Latest Guantanamo prisoner transfer brings population down to 60

The Pentagon transferred a detainee from Guantanamo Bay to Mauritania on Monday, bringing the population of the detention center down to 60.

Mohamedou Ould Slahi, a Mauritania national, was cleared for release on July 14, according to a Pentagon release.

In the early 1990s, Slahi fought with the mujahidin in Afghanistan, where he trained with and swore allegiance to al Qaeda, according to a report from Sen. Kelly Ayotte, R-N.H., on current detainees. After that, he lived mostly in Germany, but spent time in Canada and Mauritania recruiting for Bosnian and Chechen jihads.

He helped the operational coordinator for 9/11 as well as two of the hijackers who traveled to Chechnya two years before the attack in 1999.
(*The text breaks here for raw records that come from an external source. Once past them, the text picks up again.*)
//! Vote tables for prepare and commit quorums.
//!
//! A table maps each sequence number to the digest each replica attested.
//! Keying by sender makes re-delivery idempotent: a replica that votes twice
//! for the same sequence overwrites its own entry instead of adding a vote.
//! Quorum certificates are never stored; they are counted on demand.

use std::collections::BTreeMap;

use pbftscope_types::{Digest, ReplicaId, SeqNumber};
use serde::{Deserialize, Serialize};

#[derive(Debug, Clone, Default, PartialEq, Eq, Serialize, Deserialize)]
pub struct VoteTable {
    votes: BTreeMap<SeqNumber, BTreeMap<ReplicaId, Digest>>,
}

impl VoteTable {
    pub fn new() -> Self {
        Self::default()
    }

    /// Records `voter`'s digest for `sequence`, replacing any earlier vote.
    pub fn record(&mut self, sequence: SeqNumber, voter: ReplicaId, digest: Digest) {
        self.votes.entry(sequence).or_default().insert(voter, digest);
    }

    /// Replaces every vote for `sequence` with a single vote from `voter`.
    pub fn reseed(&mut self, sequence: SeqNumber, voter: ReplicaId, digest: Digest) {
        let mut fresh = BTreeMap::new();
        fresh.insert(voter, digest);
        self.votes.insert(sequence, fresh);
    }

    /// Number of voters that attested exactly `digest` for `sequence`.
    pub fn matching(&self, sequence: SeqNumber, digest: Digest) -> usize {
        self.votes
            .get(&sequence)
            .map_or(0, |by_voter| by_voter.values().filter(|d| **d == digest).count())
    }

    pub fn has_voted(&self, sequence: SeqNumber, voter: ReplicaId) -> bool {
        self.votes
            .get(&sequence)
            .is_some_and(|by_voter| by_voter.contains_key(&voter))
    }

    pub fn votes_for(&self, sequence: SeqNumber) -> Option<&BTreeMap<ReplicaId, Digest>> {
        self.votes.get(&sequence)
    }

    pub fn clear(&mut self) {
        self.votes.clear();
    }

    pub fn is_empty(&self) -> bool {
        self.votes.is_empty()
    }
}
//! Point-in-time summary of a simulation, shared by `run` and `replay`.

use pbftscope_pbft::{Cluster, Replica, ReplicaStatus};
use pbftscope_sim::Simulation;
use pbftscope_types::SimTime;
use serde::Serialize;

use crate::style::{self, colors::SemanticStyle};

#[derive(Debug, Serialize)]
pub struct ClusterReport {
    pub time_micros: u64,
    pub max_time_micros: u64,
    pub checkpoints: usize,
    pub replicas: Vec<ReplicaRow>,
    pub accepted: Vec<u64>,
    pub pending_request: bool,
    pub in_flight: usize,
}

#[derive(Debug, Serialize)]
pub struct ReplicaRow {
    pub id: u8,
    pub status: &'static str,
    pub view: u64,
    pub sequence: u64,
    pub commit_index: u64,
    pub log_len: usize,
    pub view_alarm_micros: u64,
}

impl ReplicaRow {
    fn from_replica(replica: &Replica) -> Self {
        Self {
            id: replica.id().as_u8(),
            status: status_name(replica.status()),
            view: replica.view().as_u64(),
            sequence: replica.sequence_number().as_u64(),
            commit_index: replica.commit_index().as_u64(),
            log_len: replica.log().len(),
            view_alarm_micros: replica.view_alarm().as_micros(),
        }
    }
}

fn status_name(status: ReplicaStatus) -> &'static str {
    match status {
        ReplicaStatus::Follower => "follower",
        ReplicaStatus::Leader => "leader",
        ReplicaStatus::Stopped => "stopped",
    }
}

impl ClusterReport {
    pub fn capture(sim: &Simulation) -> Self {
        let cluster: &Cluster = sim.cluster();
        Self {
            time_micros: sim.time().as_micros(),
            max_time_micros: sim.max_time().as_micros(),
            checkpoints: sim.time_model().checkpoints().len(),
            replicas: cluster
                .replicas()
                .iter()
                .map(ReplicaRow::from_replica)
                .collect(),
            accepted: cluster
                .client()
                .map(|client| client.accepted().keys().map(|seq| seq.as_u64()).collect())
                .unwrap_or_default(),
            pending_request: cluster.pending_request().is_some(),
            in_flight: cluster.messages().len(),
        }
    }

    pub fn print_json(&self) -> anyhow::Result<()> {
        println!("{}", serde_json::to_string_pretty(self)?);
        Ok(())
    }

    pub fn print_table(&self) {
        println!(
            "{} {} {}",
            "Cluster at".header(),
            format_micros(self.time_micros).code(),
            format!(
                "(history to {}, {} checkpoints)",
                format_micros(self.max_time_micros),
                self.checkpoints
            )
            .muted()
        );
        println!();

        let rows: Vec<Vec<String>> = self
            .replicas
            .iter()
            .map(|row| {
                vec![
                    format!("S{}", row.id),
                    style::status_label(row.status),
                    row.view.to_string(),
                    row.sequence.to_string(),
                    row.commit_index.to_string(),
                    row.log_len.to_string(),
                    format_micros(row.view_alarm_micros),
                ]
            })
            .collect();
        style::print_replica_table(&rows);
        println!();

        let accepted = if self.accepted.is_empty() {
            "none".muted()
        } else {
            self.accepted
                .iter()
                .map(u64::to_string)
                .collect::<Vec<_>>()
                .join(", ")
                .success()
        };
        style::print_labeled("Client accepted", &accepted);
        style::print_labeled(
            "Pending request",
            if self.pending_request { "yes" } else { "no" },
        );
        style::print_labeled("Messages in flight", &self.in_flight.to_string());
    }
}

/// Renders simulated microseconds as milliseconds.
pub fn format_micros(micros: u64) -> String {
    SimTime::from_micros(micros).to_string()
}

#[cfg(test)]
mod tests {
    use super::*;
    use pbftscope_pbft::ProtocolConfig;

    #[test]
    fn formats_micros_as_millis() {
        assert_eq!(format_micros(0), "0.000ms");
        assert_eq!(format_micros(10_500), "10.500ms");
        assert_eq!(format_micros(1_000_000), "1000.000ms");
    }

    #[test]
    fn capture_reports_committed_scenario() {
        let config = ProtocolConfig {
            auto_requests: false,
            ..ProtocolConfig::default()
        };
        let mut sim = Simulation::new(&config).unwrap();
        sim.setup_scenario().unwrap();
        sim.run_until(SimTime::from_micros(200_000), 1_000).unwrap();

        let report = ClusterReport::capture(&sim);
        assert_eq!(report.time_micros, 200_000);
        assert_eq!(report.replicas.len(), 5);
        assert_eq!(report.replicas[0].status, "leader");
        assert!(report.replicas.iter().all(|r| r.commit_index == 1));
        assert_eq!(report.accepted, vec![1]);
        assert!(!report.pending_request);
    }
}
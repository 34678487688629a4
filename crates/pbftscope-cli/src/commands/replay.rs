//! Recording playback.

use std::path::Path;

use anyhow::{Context, Result};
use pbftscope_config::OutputFormat;
use pbftscope_sim::Simulation;
use pbftscope_types::SimTime;

use super::{is_binary_recording, load_config};
use crate::report::{ClusterReport, format_micros};
use crate::style;

pub fn run(project: &Path, recording: &Path, at: Option<u64>, json: bool) -> Result<()> {
    let config = load_config(project)?;
    let sim = load_at(&config.protocol, recording, at)?;

    let report = ClusterReport::capture(&sim);
    if json || config.output.format == OutputFormat::Json {
        report.print_json()
    } else {
        report.print_table();
        Ok(())
    }
}

/// Imports `recording` and seeks to `at`, or to the end of its history.
///
/// Times past the recorded end are reached by running forward from the
/// last checkpoint.
fn load_at(
    protocol: &pbftscope_pbft::ProtocolConfig,
    recording: &Path,
    at: Option<u64>,
) -> Result<Simulation> {
    let bytes = std::fs::read(recording)
        .with_context(|| format!("Failed to read recording {}", recording.display()))?;

    // Import replaces the whole history, so the configured protocol only
    // matters until then.
    let mut sim = Simulation::new(protocol).context("Failed to build cluster")?;
    if is_binary_recording(recording) {
        sim.import_bytes(&bytes)
    } else {
        let text = String::from_utf8(bytes).context("Recording is not valid UTF-8")?;
        sim.import_json(&text)
    }
    .with_context(|| format!("Failed to import recording {}", recording.display()))?;

    let target = at.map_or(sim.max_time(), SimTime::from_micros);
    if target > sim.max_time() {
        style::print_warn(&format!(
            "Recording ends at {}; simulating forward to {}",
            sim.max_time(),
            format_micros(target.as_micros())
        ));
    }
    sim.seek(target)
        .with_context(|| format!("Failed to seek to {target}"))?;
    Ok(sim)
}

#[cfg(test)]
mod tests {
    use super::*;
    use pbftscope_pbft::ProtocolConfig;

    fn recorded(dir: &Path, name: &str) -> (Simulation, std::path::PathBuf) {
        let config = ProtocolConfig {
            auto_requests: false,
            seed: 21,
            ..ProtocolConfig::default()
        };
        let mut sim = Simulation::new(&config).unwrap();
        sim.setup_scenario().unwrap();
        sim.run_until(SimTime::from_micros(150_000), 1_000).unwrap();

        let path = dir.join(name);
        let bytes = if is_binary_recording(&path) {
            sim.export_bytes().unwrap()
        } else {
            sim.export_json().unwrap().into_bytes()
        };
        std::fs::write(&path, bytes).unwrap();
        (sim, path)
    }

    #[test]
    fn replay_defaults_to_end_of_recording() {
        let dir = tempfile::tempdir().unwrap();
        let (original, path) = recorded(dir.path(), "run.json");

        let replayed = load_at(&ProtocolConfig::default(), &path, None).unwrap();
        assert_eq!(replayed.time(), SimTime::from_micros(150_000));
        assert_eq!(replayed.cluster(), original.cluster());
    }

    #[test]
    fn replay_seeks_into_the_middle() {
        let dir = tempfile::tempdir().unwrap();
        let (mut original, path) = recorded(dir.path(), "run.bin");

        let replayed = load_at(&ProtocolConfig::default(), &path, Some(60_000)).unwrap();
        original.seek(SimTime::from_micros(60_000)).unwrap();
        assert_eq!(replayed.cluster(), original.cluster());
    }

    #[test]
    fn missing_recording_names_the_path() {
        let err = load_at(&ProtocolConfig::default(), Path::new("/nonexistent/run.json"), None)
            .unwrap_err();
        assert!(format!("{err:#}").contains("/nonexistent/run.json"));
    }
}
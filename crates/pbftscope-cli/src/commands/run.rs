//! Headless simulation run.

use std::path::{Path, PathBuf};

use anyhow::{Context, Result, bail};
use pbftscope_config::{OutputFormat, PbftscopeConfig};
use pbftscope_pbft::MessageKind;
use pbftscope_sim::Simulation;
use pbftscope_types::{NodeId, ReplicaId, SimTime};
use tracing::info;

use super::{is_binary_recording, load_config};
use crate::report::{ClusterReport, format_micros};
use crate::style::{self, colors::SemanticStyle};

/// Command-line overrides and fault injections for `run`.
pub struct RunArgs {
    pub duration: Option<u64>,
    pub tick: Option<u64>,
    pub seed: Option<u64>,
    pub replicas: Option<usize>,
    pub no_scenario: bool,
    pub stop: Vec<u8>,
    pub drop_commits_from: Option<u8>,
    pub fault_at: u64,
    pub record: Option<PathBuf>,
    pub json: bool,
}

impl RunArgs {
    fn apply_to(&self, config: &mut PbftscopeConfig) {
        if let Some(duration) = self.duration {
            config.run.duration = duration;
        }
        if let Some(tick) = self.tick {
            config.run.tick = tick;
        }
        if let Some(seed) = self.seed {
            config.protocol.seed = seed;
        }
        if let Some(replicas) = self.replicas {
            config.protocol.replicas = replicas;
        }
        if self.no_scenario {
            config.run.scenario = false;
        }
        if self.json {
            config.output.format = OutputFormat::Json;
        }
        if let Some(record) = &self.record {
            config.output.recording = Some(record.clone());
        }
    }

    fn has_faults(&self) -> bool {
        !self.stop.is_empty() || self.drop_commits_from.is_some()
    }
}

pub fn run(project: &Path, args: &RunArgs) -> Result<()> {
    let mut config = load_config(project)?;
    args.apply_to(&mut config);
    config.validate().context("Invalid run parameters")?;

    let sim = simulate(&config, args)?;

    let report = ClusterReport::capture(&sim);
    match config.output.format {
        OutputFormat::Json => report.print_json()?,
        OutputFormat::Table => report.print_table(),
    }

    if let Some(path) = &config.output.recording {
        write_recording(&sim, path)?;
        if config.output.format == OutputFormat::Table {
            println!();
            style::print_success(&format!(
                "Recorded {} checkpoints to {}",
                sim.time_model().checkpoints().len(),
                path.display().to_string().code()
            ));
        }
    }

    Ok(())
}

/// Builds the cluster, injects faults at `args.fault_at`, and steps to the
/// configured duration.
fn simulate(config: &PbftscopeConfig, args: &RunArgs) -> Result<Simulation> {
    let tick = config.run.tick;
    let end = SimTime::from_micros(config.run.duration);

    let mut sim = Simulation::new(&config.protocol).context("Failed to build cluster")?;
    if config.run.scenario {
        sim.setup_scenario().context("Failed to set up scenario")?;
    }

    if args.has_faults() {
        let fault_at = SimTime::from_micros(args.fault_at);
        if fault_at > end {
            style::print_warn(&format!(
                "Faults at {} fall after the run ends at {}; skipping them",
                format_micros(args.fault_at),
                format_micros(config.run.duration)
            ));
            sim.run_until(end, tick)?;
            return Ok(sim);
        }
        sim.run_until(fault_at, tick)?;

        for id in &args.stop {
            let replica = ReplicaId::new(*id);
            sim.stop(replica)
                .with_context(|| format!("Failed to stop replica {replica}"))?;
            info!(%replica, time = %sim.time(), "replica stopped");
        }
    }

    match args.drop_commits_from {
        Some(id) => {
            let replica = ReplicaId::new(id);
            if sim.cluster().replica(replica).is_none() {
                bail!("Cannot drop commits from unknown replica {replica}");
            }
            loop {
                drop_commits(&mut sim, replica)?;
                if sim.time() >= end {
                    break;
                }
                let next = sim.time().after(tick).min(end);
                sim.seek(next)?;
            }
        }
        None => sim.run_until(end, tick)?,
    }

    Ok(sim)
}

/// Drops every in-flight commit sent by `replica`.
fn drop_commits(sim: &mut Simulation, replica: ReplicaId) -> Result<()> {
    let from = NodeId::Replica(replica);
    let doomed: Vec<_> = sim
        .cluster()
        .messages()
        .iter()
        .filter(|m| m.kind() == MessageKind::Commit && m.from == from)
        .map(|m| m.id)
        .collect();
    for id in doomed {
        sim.drop_message(id)
            .with_context(|| format!("Failed to drop message {id}"))?;
    }
    Ok(())
}

fn write_recording(sim: &Simulation, path: &Path) -> Result<()> {
    let bytes = if is_binary_recording(path) {
        sim.export_bytes().context("Failed to encode recording")?
    } else {
        sim.export_json()
            .context("Failed to encode recording")?
            .into_bytes()
    };
    if let Some(parent) = path.parent().filter(|p| !p.as_os_str().is_empty()) {
        std::fs::create_dir_all(parent)
            .with_context(|| format!("Failed to create {}", parent.display()))?;
    }
    std::fs::write(path, bytes)
        .with_context(|| format!("Failed to write recording to {}", path.display()))?;
    info!(path = %path.display(), "recording written");
    Ok(())
}

#[cfg(test)]
mod tests {
    use super::*;
    use pbftscope_pbft::ReplicaStatus;

    fn args() -> RunArgs {
        RunArgs {
            duration: Some(400_000),
            tick: Some(1_000),
            seed: Some(9),
            replicas: None,
            no_scenario: false,
            stop: Vec::new(),
            drop_commits_from: None,
            fault_at: pbftscope_sim::SCENARIO_REQUEST_DELAY,
            record: None,
            json: false,
        }
    }

    fn config_for(args: &RunArgs) -> PbftscopeConfig {
        let mut config = PbftscopeConfig::default();
        config.protocol.auto_requests = false;
        args.apply_to(&mut config);
        config
    }

    #[test]
    fn overrides_replace_loaded_values() {
        let mut args = args();
        args.replicas = Some(7);
        args.json = true;
        let config = config_for(&args);
        assert_eq!(config.run.duration, 400_000);
        assert_eq!(config.protocol.seed, 9);
        assert_eq!(config.protocol.replicas, 7);
        assert_eq!(config.output.format, OutputFormat::Json);
    }

    #[test]
    fn stopping_the_primary_hands_over_leadership() {
        let mut args = args();
        args.stop = vec![1];
        let sim = simulate(&config_for(&args), &args).unwrap();

        let cluster = sim.cluster();
        assert_eq!(
            cluster.replica(ReplicaId::new(1)).unwrap().status(),
            ReplicaStatus::Stopped
        );
        assert_eq!(
            cluster.primaries().map(|r| r.id()).collect::<Vec<_>>(),
            vec![ReplicaId::new(2)]
        );
    }

    #[test]
    fn commits_from_one_replica_can_be_dropped() {
        let mut args = args();
        args.drop_commits_from = Some(5);
        let sim = simulate(&config_for(&args), &args).unwrap();

        let cluster = sim.cluster();
        assert_eq!(cluster.client().unwrap().accepted().len(), 1);
        let from_five = NodeId::Replica(ReplicaId::new(5));
        assert!(
            !cluster
                .messages()
                .iter()
                .any(|m| m.kind() == MessageKind::Commit && m.from == from_five)
        );
    }

    #[test]
    fn unknown_replica_is_an_error() {
        let mut args = args();
        args.stop = vec![9];
        assert!(simulate(&config_for(&args), &args).is_err());
    }

    #[test]
    fn recording_is_written_in_either_format() {
        let dir = tempfile::tempdir().unwrap();
        let args = args();
        let sim = simulate(&config_for(&args), &args).unwrap();

        let json = dir.path().join("nested/run.json");
        write_recording(&sim, &json).unwrap();
        let text = std::fs::read_to_string(&json).unwrap();
        assert!(text.starts_with('{'));

        let bin = dir.path().join("run.bin");
        write_recording(&sim, &bin).unwrap();
        let mut restored = Simulation::new(&pbftscope_pbft::ProtocolConfig::default()).unwrap();
        restored.import_bytes(&std::fs::read(&bin).unwrap()).unwrap();
        assert_eq!(restored.max_time(), sim.max_time());
    }
}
Slahi’s transfer puts the administration a step closer to its goal of emptying the detention center as much as possible before the end of Obama’s presidency, though it will be impossible to transfer those who can’t be released to the U.S. and close Gitmo without support from Congress.

Mauritania has taken two other detainees: Mohammad Lameen Sidi Mohammad in September 2007 and Ahamed Abdel Aziz in October 2015, according to data compiled by the New York Times.

Counting Slahi, 47 detainees have left Guantanamo Bay so far in 2016. The last transfer saw 15 detainees transferred to the United Arab Emirates in August, the largest transfer of Gitmo detainees during Obama’s presidency.